[Task statement]:
Your answer should consist solely of the lines from the first line of the data through the line with "the router, middleware", each reproduced exactly.

(Material provided Opens)

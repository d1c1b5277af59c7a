//! HTTP abstractions consumed and produced by the dispatch pipeline.
//!
//! Keel sits behind an existing web server, so these types model only what
//! the router, middleware and handlers need: a normalized [`Request`], a
//! mutable [`Response`], and a [`ResponseSink`] that the finished response
//! is written to.

mod extensions;
mod headers;
mod method;
mod params;
mod request;
mod response;
mod sink;

pub use extensions::Extensions;
pub use headers::Headers;
pub use method::Method;
pub use params::Params;
pub use request::{Request, RequestBuilder, normalize_path};
pub use response::Response;
pub use sink::{CgiWriter, MemorySink, ResponseSink, SentResponse};
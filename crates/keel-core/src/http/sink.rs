use std::io::Write;

use super::Headers;
use super::response::reason_phrase;
use crate::error::ResponseError;

/// The transport boundary a finished response is written to.
///
/// The front web server owns the socket; a sink only serializes what the
/// pipeline produced. [`Response::send`](super::Response::send) guarantees a
/// sink sees each response at most once.
pub trait ResponseSink {
    fn write_response(
        &mut self,
        status: u16,
        headers: &Headers,
        body: &[u8],
    ) -> Result<(), ResponseError>;
}

/// Writes responses in CGI format: a `Status:` line, headers, a blank line,
/// then the body.
#[derive(Debug)]
pub struct CgiWriter<W: Write> {
    inner: W,
}

impl<W: Write> CgiWriter<W> {
    pub fn new(inner: W) -> Self {
        Self { inner }
    }

    pub fn into_inner(self) -> W {
        self.inner
    }
}

impl<W: Write> ResponseSink for CgiWriter<W> {
    fn write_response(
        &mut self,
        status: u16,
        headers: &Headers,
        body: &[u8],
    ) -> Result<(), ResponseError> {
        let reason = reason_phrase(status);
        if reason.is_empty() {
            write!(self.inner, "Status: {status}\r\n")?;
        } else {
            write!(self.inner, "Status: {status} {reason}\r\n")?;
        }
        for (name, value) in headers.iter() {
            write!(self.inner, "{name}: {value}\r\n")?;
        }
        self.inner.write_all(b"\r\n")?;
        self.inner.write_all(body)?;
        self.inner.flush()?;
        Ok(())
    }
}

/// A response captured by [`MemorySink`].
#[derive(Debug, Clone, PartialEq, Eq)]
pub struct SentResponse {
    pub status: u16,
    pub headers: Headers,
    pub body: Vec<u8>,
}

impl SentResponse {
    pub fn body_text(&self) -> String {
        String::from_utf8_lossy(&self.body).into_owned()
    }
}

/// A sink that records every response it receives.
#[derive(Debug, Clone, Default)]
pub struct MemorySink {
    sent: Vec<SentResponse>,
}

impl MemorySink {
    pub fn new() -> Self {
        Self::default()
    }

    /// Number of responses written so far.
    pub fn count(&self) -> usize {
        self.sent.len()
    }

    pub fn last(&self) -> Option<&SentResponse> {
        self.sent.last()
    }

    pub fn responses(&self) -> &[SentResponse] {
        &self.sent
    }
}

impl ResponseSink for MemorySink {
    fn write_response(
        &mut self,
        status: u16,
        headers: &Headers,
        body: &[u8],
    ) -> Result<(), ResponseError> {
        self.sent.push(SentResponse {
            status,
            headers: headers.clone(),
            body: body.to_vec(),
        });
        Ok(())
    }
}

#[cfg(test)]
mod tests {
    use super::*;
    use crate::http::Response;

    #[test]
    fn test_cgi_format() {
        let mut writer = CgiWriter::new(Vec::new());
        let mut res = Response::text("hi").with_status(404);
        res.send(&mut writer).unwrap();

        let out = String::from_utf8(writer.into_inner()).unwrap();
        assert_eq!(
            out,
            "Status: 404 Not Found\r\nContent-Type: text/plain; charset=utf-8\r\n\r\nhi"
        );
    }

    #[test]
    fn test_cgi_unknown_status_has_no_reason() {
        let mut writer = CgiWriter::new(Vec::new());
        writer.write_response(299, &Headers::new(), b"").unwrap();
        assert_eq!(writer.into_inner(), b"Status: 299\r\n\r\n");
    }
}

(Material provided Closes)

[Answer for this exercise]:
repository d1c1b5277af59c7a
//! HTTP abstractions consumed and produced by the dispatch pipeline.
//!
//! Keel sits behind an existing web server, so these types model only what
//! the router, middleware and handlers need: a normalized [`Request`], a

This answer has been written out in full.